User:Ssstephen/Reading
oh this one?
Scripts, Grooves and Writing Machines, Lisa Gitelman
Print culture and non print media evolve in mutual inextricability. The phonograph and contemporary inscriptive forms were deeply dependent upon reworkings of the social and economic relations of textuality, of print culture and print capitalism. They engaged literacy practices in toto, the cognitive and the somatic, the semiotic and the social. They helped question authors and readers as subjects and modify the experienced subjectivities of speakers, performers, publishers, and literates. In doing so they kept intervening into dynamic constructions of private and public, community and difference. p13
"Our copyright laws urgently need revision. They are imperfect in definition, confused and inconsistent in expression; they omit provision for many articles which, under modern reproductive processes, are entitled to protection; they impose hardships upon the copyright proprietor which are not essential to the fair protection of the public; they are difficult for the courts to interpret and impossible for the Copyright Office to administer with satisfaction to the public." [1]
Calligraphy for Computers, AV Hershey
The power of language in Jewish Kabbalah and magic: how to do and undo things with words, Agata Paluch
Literary Machines, Ted Nelson
(reading method note: read chapters 1 & 2 with no writing/notetaking, now re-scanning and writing these notes)
TN shows a diagram of "Ordinary" Hypertext which he proposes is a simplification of a (his) bigger more unifying idea. But surely there are more "Weird" Hypertexts? "Different" Hypertexts, "Strange" Hypertexts, "Outside" Hypertexts.

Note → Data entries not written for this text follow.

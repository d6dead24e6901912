/// Default snapshot destination, relative to the working directory.
pub const DEFAULT_DESTINATION: &str = "./watched.json";

/// Default autosave interval in milliseconds. Zero disables autosave.
pub const DEFAULT_SAVE_EVERY_MS: u64 = 360_000;

/// Environment variable prefix recognized by [`crate::Settings::load`].
pub const ENV_PREFIX: &str = "VIGIL";
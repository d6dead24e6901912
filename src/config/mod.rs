//! Configuration surface.
//!
//! Settings are loaded once, with priority:
//! 1. Hardcoded defaults
//! 2. Optional config file
//! 3. `VIGIL_`-prefixed environment variables (highest priority)
//!
//! An unrecognized option name — in the file or the environment — is a
//! fatal configuration error. Settings are frozen into an `Arc` when the
//! controller is constructed; nothing mutates them afterward.


use std::path::PathBuf;

use config::Config;
use config::Environment;
use config::File;
use serde::Deserialize;

use crate::constants::DEFAULT_DESTINATION;
use crate::constants::DEFAULT_SAVE_EVERY_MS;
use crate::constants::ENV_PREFIX;
use crate::Result;

#[derive(Debug, Deserialize, Clone)]
#[serde(deny_unknown_fields, default)]
pub struct Settings {
    /// Snapshot file location.
    pub destination: PathBuf,
    /// Pretty-print the persisted snapshot.
    pub prettify: bool,
    /// Autosave interval in milliseconds; zero disables autosave.
    pub save_every_ms: u64,
    /// Watch the target recursively (default filesystem adapter only).
    pub recursive: bool,
}

impl Default for Settings {
    fn default() -> Self {
        Self {
            destination: PathBuf::from(DEFAULT_DESTINATION),
            prettify: true,
            save_every_ms: DEFAULT_SAVE_EVERY_MS,
            recursive: true,
        }
    }
}

impl Settings {
    /// Merges defaults, an optional config file and environment variables.
    pub fn load(config_file: Option<&str>) -> Result<Self> {
        let mut builder = Config::builder();

        if let Some(path) = config_file {
            builder = builder.add_source(File::with_name(path).required(true));
        }

        builder = builder.add_source(
            Environment::with_prefix(ENV_PREFIX)
                .ignore_empty(true)
                .try_parsing(true),
        );

        let settings = builder.build()?.try_deserialize()?;
        Ok(settings)
    }
}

Check out Douglas Engelbart's NLS at Stanford Research Institute.
The reason that it (Project Xanadu) has taken so long is that all of its ultimate features are part of the design
Again this seems super prescriptive to me, not sure if I like that. No room for adaptation of structure, this is apparently the ultimate superstructure. ("unified structure to handle it all", "clean design", etc etc words that start warning signals for me)
TN seems to me to have some hidden/unaddressed desires to make this a corporate or commercial structure, in particular on page 0/6 where he compares Xanadu to Xerox Corporation (even the name dude), and page 0/13 where he offers new recruits "a small chance of fame and fortune".
THE BOOK STOPS HERE.
Ex TOT DAG: Expanding Tissue of Text, Data and Graphics (p. 0/9)
And publishing--ah consider what publishing will become
I like the optimistic rhetoric though and definitely exciting to read.
Check out The Problems of Hypertext (Chapter 3 of this book?)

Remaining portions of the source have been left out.